The output should be all lines of the entries below in which the word "mapper" occurs.

- _Provided material_:
=== Begin Enclosure ===
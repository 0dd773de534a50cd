//! End-to-end calibration against a synthetic scene.
//!
//! Renders four markers into a fake camera frame, runs the detection sweep
//! off-thread, assembles a calibration session with stub collaborators, and
//! prints the resulting record as JSON.

use std::time::Duration;

use nalgebra::{Point2, Point3};
use touch_calib::{
    CalibrationSession, DepthProjector, GrayBuffer, MarkerCanvas, SweepConfig, ViewportMapping,
};
use touch_calib_fiducial::render::{place_marker, render_marker};
use touch_calib_fiducial::{builtins, spawn_detection};

struct FlatSurface;

impl DepthProjector for FlatSurface {
    fn try_map_pixel(&self, color_x: f32, color_y: f32) -> Option<Point3<f64>> {
        Some(Point3::new(
            (color_x as f64 - 320.0) * 0.002,
            (color_y as f64 - 240.0) * 0.002,
            1.4,
        ))
    }
}

struct ProjectorLayout;

impl MarkerCanvas for ProjectorLayout {
    fn marker_count(&self) -> usize {
        4
    }

    fn rendered_marker_center(&self, index: usize) -> Point2<f32> {
        [
            Point2::new(240.0, 180.0),
            Point2::new(1680.0, 180.0),
            Point2::new(1680.0, 900.0),
            Point2::new(240.0, 900.0),
        ][index]
    }
}

fn main() {
    env_logger::init();

    let dict = builtins::builtin_dictionary("ARUCO_4X4_50").expect("builtin dict");
    let mut camera = GrayBuffer::filled(640, 480, 255);
    for (id, (x, y)) in [(70, 60), (480, 60), (480, 330), (70, 330)].iter().enumerate() {
        let marker = render_marker(&dict, id, 12).expect("render");
        place_marker(&mut camera, &marker, *x, *y);
    }

    let mut handle = spawn_detection(camera, SweepConfig::default());
    let report = loop {
        if let Some(report) = handle.try_result() {
            break report;
        }
        std::thread::sleep(Duration::from_millis(20));
    };
    println!(
        "detection: success={} markers={} strategy={:?} in {:.0}ms",
        report.success,
        report.markers.len(),
        report.strategy,
        report.elapsed.as_secs_f64() * 1000.0
    );

    let mapper = FlatSurface;
    let viewport = ViewportMapping::new(800.0, 600.0, 640, 480);
    let mut session = CalibrationSession::new();
    session
        .capture_plane_point(0, &mapper, Point2::new(120.0, 110.0))
        .expect("plane point");
    session
        .capture_plane_point(1, &mapper, Point2::new(520.0, 130.0))
        .expect("plane point");
    session
        .capture_plane_point(2, &mapper, Point2::new(320.0, 400.0))
        .expect("plane point");
    session
        .capture_corners(
            &mapper,
            &viewport,
            [
                Point2::new(40.0, 40.0),
                Point2::new(600.0, 40.0),
                Point2::new(600.0, 440.0),
                Point2::new(40.0, 440.0),
            ],
        )
        .expect("corners");
    session.set_detection(report);
    session
        .capture_projector_centers(&ProjectorLayout)
        .expect("projector centers");

    let state = session.finish().expect("calibration");
    println!(
        "{}",
        serde_json::to_string_pretty(&state).expect("serialize")
    );
}
//! The calibration session.
//!
//! A session accumulates the inputs of one calibration pass (three surface
//! points for the plane, four corner snapshots, a marker detection report,
//! and the projector-side marker centers) and assembles the final record
//! in one step. Inputs are plain snapshots handed in by the host; the
//! session never subscribes to anything. `finish` either returns a complete
//! [`SurfaceCalibration`] or an error, so a failed attempt can never leave
//! a partially overwritten record behind.

use nalgebra::{Point2, Point3};
use touch_calib_core::{Homography, Plane, ViewportMapping};
use touch_calib_fiducial::DetectionReport;

use crate::error::CalibrationError;
use crate::frame::{DepthProjector, MarkerCanvas};
use crate::state::SurfaceCalibration;

/// Default touch threshold in meters.
pub const DEFAULT_TOUCH_THRESHOLD_M: f64 = 0.025;

/// Marker ids required for the perspective solve.
const REQUIRED_IDS: [u32; 4] = [0, 1, 2, 3];

/// Input accumulator for one calibration pass.
#[derive(Clone, Debug, Default)]
pub struct CalibrationSession {
    plane_points: [Option<Point3<f64>>; 3],
    corners_norm: Option<[Point2<f32>; 4]>,
    corners_world: Option<[Point3<f64>; 4]>,
    detection: Option<DetectionReport>,
    projector_centers: Option<[Point2<f32>; 4]>,
    touch_threshold_m: Option<f64>,
}

impl CalibrationSession {
    pub fn new() -> Self {
        Self::default()
    }

    pub fn set_touch_threshold(&mut self, meters: f64) {
        self.touch_threshold_m = Some(meters);
    }

    /// Store a plane point directly (already resolved to sensor space).
    pub fn set_plane_point(&mut self, index: usize, point: Point3<f64>) {
        assert!(index < 3, "plane point index out of range");
        self.plane_points[index] = Some(point);
    }

    /// Resolve a color-image pixel through the depth mapper and store it as
    /// a plane point. A missing depth sample is a recoverable
    /// [`CalibrationError::MappingFailure`]; the slot keeps its previous
    /// value so the host can retry with a newer frame.
    pub fn capture_plane_point(
        &mut self,
        index: usize,
        mapper: &impl DepthProjector,
        pixel: Point2<f32>,
    ) -> Result<(), CalibrationError> {
        assert!(index < 3, "plane point index out of range");
        let point = mapper
            .try_map_pixel(pixel.x, pixel.y)
            .ok_or(CalibrationError::MappingFailure)?;
        self.plane_points[index] = Some(point);
        Ok(())
    }

    /// Store corner snapshots directly.
    pub fn set_corners(&mut self, norm: [Point2<f32>; 4], world: [Point3<f64>; 4]) {
        self.corners_norm = Some(norm);
        self.corners_world = Some(world);
    }

    /// Resolve four source-pixel corners (TL, TR, BR, BL) to normalized and
    /// sensor-space coordinates. All four must map; on failure nothing is
    /// stored.
    pub fn capture_corners(
        &mut self,
        mapper: &impl DepthProjector,
        viewport: &ViewportMapping,
        corner_pixels: [Point2<f32>; 4],
    ) -> Result<(), CalibrationError> {
        let mut world = [Point3::origin(); 4];
        for (slot, px) in world.iter_mut().zip(corner_pixels.iter()) {
            *slot = mapper
                .try_map_pixel(px.x, px.y)
                .ok_or(CalibrationError::MappingFailure)?;
        }
        let norm = corner_pixels.map(|p| viewport.to_normalized(p));
        self.corners_norm = Some(norm);
        self.corners_world = Some(world);
        Ok(())
    }

    /// Attach the latest marker detection report.
    pub fn set_detection(&mut self, report: DetectionReport) {
        self.detection = Some(report);
    }

    /// Read the projector-side marker centers for ids 0..3 off the canvas.
    pub fn capture_projector_centers(
        &mut self,
        canvas: &impl MarkerCanvas,
    ) -> Result<(), CalibrationError> {
        let found = canvas.marker_count().min(4);
        if found < 4 {
            return Err(CalibrationError::InsufficientMarkers { found });
        }
        let mut centers = [Point2::origin(); 4];
        for (i, slot) in centers.iter_mut().enumerate() {
            *slot = canvas.rendered_marker_center(i);
        }
        self.projector_centers = Some(centers);
        Ok(())
    }

    /// Camera-space marker centers for ids 0..3, in id order.
    ///
    /// Counts distinct required ids so the host can show progress; fails
    /// with the count when any are missing.
    fn matched_camera_centers(&self) -> Result<[Point2<f32>; 4], CalibrationError> {
        let report = self
            .detection
            .as_ref()
            .filter(|r| r.success)
            .ok_or(CalibrationError::InsufficientMarkers { found: 0 })?;

        let mut centers = [Point2::origin(); 4];
        let mut found = 0usize;
        for (slot, id) in centers.iter_mut().zip(REQUIRED_IDS.iter()) {
            if let Some(m) = report.marker(*id) {
                *slot = m.center();
                found += 1;
            }
        }
        if found < 4 {
            return Err(CalibrationError::InsufficientMarkers { found });
        }
        Ok(centers)
    }

    /// Validate every input, fit the plane, solve the transform, and return
    /// the complete record.
    ///
    /// Missing plane points or corners surface as
    /// [`CalibrationError::MappingFailure`] (they exist only once depth
    /// mapping has succeeded); missing or failed detection surfaces as
    /// [`CalibrationError::InsufficientMarkers`].
    pub fn finish(&self) -> Result<SurfaceCalibration, CalibrationError> {
        let [p0, p1, p2] = self.plane_points;
        let (p0, p1, p2) = match (p0, p1, p2) {
            (Some(a), Some(b), Some(c)) => (a, b, c),
            _ => return Err(CalibrationError::MappingFailure),
        };
        let plane = Plane::from_three_points(p0, p1, p2)?;

        let (corners_norm, corners_world) = match (self.corners_norm, self.corners_world) {
            (Some(n), Some(w)) => (n, w),
            _ => return Err(CalibrationError::MappingFailure),
        };

        let camera_centers = self.matched_camera_centers()?;
        let projector_centers = self
            .projector_centers
            .ok_or(CalibrationError::InsufficientMarkers { found: 0 })?;

        let homography = Homography::from_quad_correspondence(&camera_centers, &projector_centers)?;

        let state = SurfaceCalibration {
            plane,
            corners_norm,
            corners_world,
            homography,
            touch_threshold_m: self.touch_threshold_m.unwrap_or(DEFAULT_TOUCH_THRESHOLD_M),
        };
        log::info!(
            "calibration complete: plane normal=({:.3},{:.3},{:.3}), threshold={:.3}m",
            state.plane.normal.x,
            state.plane.normal.y,
            state.plane.normal.z,
            state.touch_threshold_m
        );
        Ok(state)
    }
}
=== End Enclosure ===
- _Result of this exercise_:
    let mapper = FlatSurface;
        .capture_plane_point(0, &mapper, Point2::new(120.0, 110.0))
        .capture_plane_point(1, &mapper, Point2::new(520.0, 130.0))
        .capture_plane_point(2, &mapper, Point2::new(320.0, 400.0))
            &mapper,
    /// Resolve a color-image pixel through the depth mapper and store it as
        mapper: &impl DepthProjector,
        let point = mapper
        mapper: &impl DepthProjector,
            *slot = mapper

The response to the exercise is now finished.